Given that; Sigma*x = 52; n = 8; y = 225; Sigma*xy = 1335; Sigma * x ^ 2 = 380; Sigma * y ^ 2 = 7007 and Calculated the least squares regression line of y on x in form of y = a + bx

To calculate the least squares regression line of y on x in the form of y = a + bx, we need to find the values of a and b.

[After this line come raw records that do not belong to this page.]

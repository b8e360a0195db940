use anyhow::{Context, Result};
use chrono::{DateTime, Utc};
use serde::{Deserialize, Serialize};
use std::fs::{File, OpenOptions};
use std::io::Write;
use std::path::{Path, PathBuf};
use std::sync::mpsc::{sync_channel, SyncSender, TrySendError};
use std::thread::{self, JoinHandle};
use uuid::Uuid;

use crate::responder::{MatchType, ResponseBundle};

const QUEUE_CAPACITY: usize = 1024;

/// One processed exchange, written as a single JSON line.
#[derive(Serialize, Deserialize, Debug, Clone, PartialEq)]
pub struct InteractionRecord {
    pub id: Uuid,
    pub timestamp: DateTime<Utc>,
    pub user_input: String,
    pub response: String,
    pub match_type: MatchType,
    pub confidence: f64,
}

impl InteractionRecord {
    pub fn new(id: Uuid, user_input: &str, bundle: &ResponseBundle) -> Self {
        Self {
            id,
            timestamp: Utc::now(),
            user_input: user_input.to_string(),
            response: bundle.response.clone(),
            match_type: bundle.match_type,
            confidence: bundle.confidence,
        }
    }
}

/// Best-effort append-only sink. A background thread owns the file so a slow
/// or failing disk never holds up a reply.
pub struct InteractionLogger {
    tx: Option<SyncSender<InteractionRecord>>,
    writer: Option<JoinHandle<()>>,
}

impl InteractionLogger {
    pub fn open<P: AsRef<Path>>(path: P) -> Self {
        let path = path.as_ref().to_path_buf();
        let (tx, rx) = sync_channel::<InteractionRecord>(QUEUE_CAPACITY);
        let spawned = thread::Builder::new()
            .name("interaction-log".to_string())
            .spawn(move || {
                let mut sink = AppendSink::new(path);
                for record in rx {
                    if let Err(e) = sink.append(&record) {
                        log::warn!("Dropping interaction record {}: {:#}", record.id, e);
                    }
                }
            });
        match spawned {
            Ok(handle) => Self {
                tx: Some(tx),
                writer: Some(handle),
            },
            Err(e) => {
                log::warn!("Interaction logging disabled: {}", e);
                Self::disabled()
            }
        }
    }

    pub fn disabled() -> Self {
        Self {
            tx: None,
            writer: None,
        }
    }

    /// Queues a record without waiting. Never fails.
    pub fn log(&self, id: Uuid, user_input: &str, bundle: &ResponseBundle) {
        let Some(tx) = &self.tx else {
            return;
        };
        match tx.try_send(InteractionRecord::new(id, user_input, bundle)) {
            Ok(()) => {}
            Err(TrySendError::Full(record)) => {
                log::warn!("Interaction log queue full, dropping record {}", record.id)
            }
            Err(TrySendError::Disconnected(record)) => {
                log::warn!("Interaction log writer gone, dropping record {}", record.id)
            }
        }
    }

    /// Flushes queued records and stops the writer.
    pub fn close(mut self) {
        self.tx.take();
        if let Some(handle) = self.writer.take() {
            if handle.join().is_err() {
                log::warn!("Interaction log writer panicked");
            }
        }
    }
}

/// Append-mode handle kept open between records, reopened after a failure.
struct AppendSink {
    path: PathBuf,
    file: Option<File>,
}

impl AppendSink {
    fn new(path: PathBuf) -> Self {
        Self { path, file: None }
    }

    fn append(&mut self, record: &InteractionRecord) -> Result<()> {
        let mut line = serde_json::to_string(record)?;
        line.push('\n');
        let mut file = match self.file.take() {
            Some(file) => file,
            None => OpenOptions::new()
                .create(true)
                .append(true)
                .open(&self.path)
                .with_context(|| format!("Failed to open {:?}", self.path))?,
        };
        file.write_all(line.as_bytes())
            .with_context(|| format!("Failed to write {:?}", self.path))?;
        self.file = Some(file);
        Ok(())
    }
}
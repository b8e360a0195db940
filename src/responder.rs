use parking_lot::Mutex;
use rand::rngs::StdRng;
use rand::seq::SliceRandom;
use rand::SeedableRng;
use serde::{Deserialize, Serialize};

use crate::engine::MatchEngine;

pub const NO_MATCH_REPLY: &str = "Ke kopa o pheta hape, ha ke a utlwisisa hantle.";
pub const NO_MATCH_REPLY_ENGLISH: &str = "Please repeat that, I did not quite understand.";
pub const UNKNOWN_INTENT: &str = "unknown";

/// How a reply was produced.
#[derive(Serialize, Deserialize, Debug, Clone, Copy, PartialEq, Eq)]
#[serde(rename_all = "snake_case")]
pub enum MatchType {
    DirectMatch,
    CloseMatch,
    PhraseOnly,
    NoMatch,
    /// Input rejected before matching, e.g. too long.
    #[serde(rename = "none")]
    Rejected,
    Empty,
    Error,
}

impl MatchType {
    pub fn as_str(&self) -> &'static str {
        match self {
            MatchType::DirectMatch => "direct_match",
            MatchType::CloseMatch => "close_match",
            MatchType::PhraseOnly => "phrase_only",
            MatchType::NoMatch => "no_match",
            MatchType::Rejected => "none",
            MatchType::Empty => "empty",
            MatchType::Error => "error",
        }
    }
}

#[derive(Serialize, Deserialize, Debug, Clone, PartialEq)]
pub struct ResponseBundle {
    pub response: String,
    pub english: String,
    pub match_type: MatchType,
    pub intent: String,
    pub confidence: f64,
}

impl ResponseBundle {
    pub fn no_match() -> Self {
        Self {
            response: NO_MATCH_REPLY.to_string(),
            english: NO_MATCH_REPLY_ENGLISH.to_string(),
            match_type: MatchType::NoMatch,
            intent: UNKNOWN_INTENT.to_string(),
            confidence: 0.0,
        }
    }
}

/// Two decimals, halves to even.
fn round2(score: f64) -> f64 {
    (score * 100.0).round_ties_even() / 100.0
}

/// Turns the engine's best match into a reply, picking uniformly among the
/// phrase's responses.
pub struct ResponseSelector {
    engine: MatchEngine,
    rng: Mutex<StdRng>,
}

impl ResponseSelector {
    pub fn new(engine: MatchEngine) -> Self {
        Self::with_rng(engine, StdRng::from_entropy())
    }

    pub fn with_seed(engine: MatchEngine, seed: u64) -> Self {
        Self::with_rng(engine, StdRng::seed_from_u64(seed))
    }

    pub fn with_rng(engine: MatchEngine, rng: StdRng) -> Self {
        Self {
            engine,
            rng: Mutex::new(rng),
        }
    }

    pub fn engine(&self) -> &MatchEngine {
        &self.engine
    }

    pub fn generate_response(&self, user_input: &str) -> ResponseBundle {
        let best = self.engine.find_best_match(user_input);
        let phrase = match best.phrase {
            Some(phrase) if self.engine.accepts(best.score) => phrase,
            _ => return ResponseBundle::no_match(),
        };

        let confidence = round2(best.score);
        let intent = phrase.category.clone();
        let candidates = self.engine.corpus().responses_for(phrase.id);
        let chosen = candidates.choose(&mut *self.rng.lock()).copied();

        match chosen {
            Some(response) => ResponseBundle {
                response: response.response_sesotho.clone(),
                english: response.response_english.clone(),
                match_type: if self.engine.is_direct(best.score) {
                    MatchType::DirectMatch
                } else {
                    MatchType::CloseMatch
                },
                intent,
                confidence,
            },
            None => ResponseBundle {
                response: format!(
                    "U itse: \"{}\". Ka Senyesemane: \"{}\".",
                    phrase.sesotho_phrase, phrase.english_translation
                ),
                english: format!(
                    "You said: \"{}\", which means \"{}\" in English.",
                    phrase.sesotho_phrase, phrase.english_translation
                ),
                match_type: MatchType::PhraseOnly,
                intent,
                confidence,
            },
        }
    }
}
//! Phrase matching and reply selection for a Sesotho conversation partner.
//!
//! Free text is normalized, scored against every phrase in a fixed corpus
//! and answered with one of the stored responses for the best phrase.

pub mod api;
pub mod chat;
pub mod corpus;
pub mod engine;
pub mod interaction_log;
pub mod normalize;
pub mod responder;
pub mod settings;
pub mod similarity;

pub use chat::{ChatReply, ChatService};
pub use corpus::{Category, Phrase, PhraseCorpus, PhraseDetail, Response};
pub use engine::{MatchEngine, MatchResult, Signal};
pub use interaction_log::InteractionLogger;
pub use responder::{MatchType, ResponseBundle, ResponseSelector};
pub use settings::{MatchSettings, Settings};
use serde::{Deserialize, Serialize};
use uuid::Uuid;

use crate::interaction_log::InteractionLogger;
use crate::responder::{MatchType, ResponseBundle, ResponseSelector, UNKNOWN_INTENT};

pub const EMPTY_INPUT_REPLY: &str = "Tshwarelo, ha ke a utlwa letho. Ka kopo, bua hape.";
pub const TOO_LONG_REPLY: &str = "Molaetsa wa hao o molelele haholo. Ka kopo, o kgutsufatse.";
pub const ERROR_REPLY: &str = "Ho na le bothata. Ka kopo, leka hape.";

#[derive(Serialize, Deserialize, Debug, Clone, PartialEq)]
pub struct ReplyMetadata {
    pub match_type: MatchType,
    pub intent: String,
    pub confidence: f64,
    #[serde(default, skip_serializing_if = "Option::is_none")]
    pub english: Option<String>,
}

/// What the chat endpoint sends back.
#[derive(Serialize, Deserialize, Debug, Clone, PartialEq)]
pub struct ChatReply {
    pub response: String,
    pub metadata: ReplyMetadata,
}

impl ChatReply {
    fn canned(text: &str, match_type: MatchType) -> Self {
        Self {
            response: text.to_string(),
            metadata: ReplyMetadata {
                match_type,
                intent: UNKNOWN_INTENT.to_string(),
                confidence: 0.0,
                english: None,
            },
        }
    }

    pub fn empty() -> Self {
        Self::canned(EMPTY_INPUT_REPLY, MatchType::Empty)
    }

    pub fn too_long() -> Self {
        Self::canned(TOO_LONG_REPLY, MatchType::Rejected)
    }

    pub fn error() -> Self {
        Self::canned(ERROR_REPLY, MatchType::Error)
    }
}

impl From<ResponseBundle> for ChatReply {
    fn from(bundle: ResponseBundle) -> Self {
        Self {
            response: bundle.response,
            metadata: ReplyMetadata {
                match_type: bundle.match_type,
                intent: bundle.intent,
                confidence: bundle.confidence,
                english: Some(bundle.english),
            },
        }
    }
}

/// Input checks in front of the selector, plus the interaction log.
pub struct ChatService {
    selector: ResponseSelector,
    logger: InteractionLogger,
    max_input_chars: usize,
}

impl ChatService {
    pub fn new(selector: ResponseSelector, logger: InteractionLogger, max_input_chars: usize) -> Self {
        Self {
            selector,
            logger,
            max_input_chars,
        }
    }

    pub fn reply(&self, message: Option<&str>) -> ChatReply {
        self.reply_with_id(Uuid::new_v4(), message)
    }

    pub fn reply_with_id(&self, id: Uuid, message: Option<&str>) -> ChatReply {
        let message = match message {
            Some(m) if !m.trim().is_empty() => m,
            _ => return ChatReply::empty(),
        };
        if message.chars().count() > self.max_input_chars {
            log::info!("[{}] rejected input of {} chars", id, message.chars().count());
            return ChatReply::too_long();
        }

        let bundle = self.selector.generate_response(message);
        log::info!(
            "[{}] {} intent={} confidence={:.2}",
            id,
            bundle.match_type.as_str(),
            bundle.intent,
            bundle.confidence
        );
        self.logger.log(id, message, &bundle);
        bundle.into()
    }

    /// Stops the interaction log writer after flushing queued records.
    pub fn shutdown(self) {
        self.logger.close();
    }
}
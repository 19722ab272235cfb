//! Tests for the shared elective-deferral limit
//!
//! Traditional and Roth draw from one annual ceiling; catch-up raises it from the catch-up age.

use crate::contribution::{allocate, allocate_roth, allocate_traditional};
use crate::error::ValidationError;
use crate::model::{ContributionLimitEntry, ContributionLimitTable};

#[test]
fn test_published_limits() {
    let table = ContributionLimitTable::irs_published();
    assert_eq!(table.limit(2023, false).unwrap(), 22_500.0);
    assert_eq!(table.limit(2024, false).unwrap(), 23_000.0);
    assert_eq!(table.limit(2025, false).unwrap(), 23_500.0);
    assert_eq!(table.limit(2025, true).unwrap(), 31_000.0);
}

#[test]
fn test_years_outside_table() {
    let table = ContributionLimitTable::irs_published();
    // Last published values carry forward
    assert_eq!(table.limit(2040, false).unwrap(), 24_500.0);
    assert_eq!(table.limit(2040, true).unwrap(), 32_500.0);
    // Years before the table use the first entry
    assert_eq!(table.limit(2010, false).unwrap(), 19_500.0);
}

#[test]
fn test_empty_table_rejected() {
    let table = ContributionLimitTable {
        entries: Vec::new(),
    };
    assert!(matches!(
        table.limit(2025, false),
        Err(ValidationError::EmptyTable(_))
    ));
}

#[test]
fn test_custom_table() {
    let table = ContributionLimitTable {
        entries: vec![ContributionLimitEntry {
            year: 2030,
            elective_deferral: 30_000.0,
            catch_up: 10_000.0,
        }],
    };
    let a = allocate(25_000.0, 25_000.0, 2030, true, &table).unwrap();
    assert_eq!(a.traditional, 25_000.0);
    assert_eq!(a.roth, 15_000.0);
}

#[test]
fn test_traditional_then_roth_threading() {
    let table = ContributionLimitTable::irs_published();

    let (traditional, state) = allocate_traditional(999_999.0, 2025, false, &table).unwrap();
    assert_eq!(traditional, 23_500.0);
    assert_eq!(allocate_roth(5_000.0, state).unwrap(), 0.0);

    let (traditional, state) = allocate_traditional(10_000.0, 2025, false, &table).unwrap();
    assert_eq!(traditional, 10_000.0);
    assert_eq!(allocate_roth(20_000.0, state).unwrap(), 13_500.0);
}

#[test]
fn test_combined_never_exceeds_limit() {
    let table = ContributionLimitTable::irs_published();
    for year in 2020..=2030 {
        for catch_up in [false, true] {
            let limit = table.limit(year, catch_up).unwrap();
            for (t, r) in [(0.0, 50_000.0), (15_000.0, 15_000.0), (40_000.0, 0.0)] {
                let a = allocate(t, r, year, catch_up, &table).unwrap();
                assert!(
                    a.total() <= limit + 1e-9,
                    "Year {year}: allocated {} over limit {limit}",
                    a.total()
                );
                assert!(a.roth >= 0.0);
            }
        }
    }
}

Step 1: Calculate the mean of x (x̄) and the mean of y (ȳ).
x̄ = Sigma*x / n = 52 / 8 = 6.5
ȳ = y / n = 225 / 8 = 28.125

Step 2: Calculate the sum of squares of x (SSx) and the sum of squares of y (SSy).
SSx = Sigma * x^2 - n * (x̄)^2 = 380 - 8 * (6.5)^2 = 380 - 338 = 42
SSy = Sigma * y^2 - n * (ȳ)^2 = 7007 - 8 * (28.125)^2 = 7007 - 6314.06 = 692.94

Step 3: Calculate the sum of cross-products (Sxy).
Sxy = Sigma * xy - n * x̄ * ȳ = 1335 - 8 * 6.5 * 28.125 = 1335 - 14625 = -13290

Step 4: Calculate the slope (b):
b = Sxy / SSx = -13290 / 42 = -316.43

Step 5: Calculate the intercept (a):
a = ȳ - b * x̄ = 28.125 - (-316.43) * 6.5 = 28.125 + 2055.295 = 2083.42

Therefore, the least squares regression line of y on x is y = 2083.42 - 316.43x.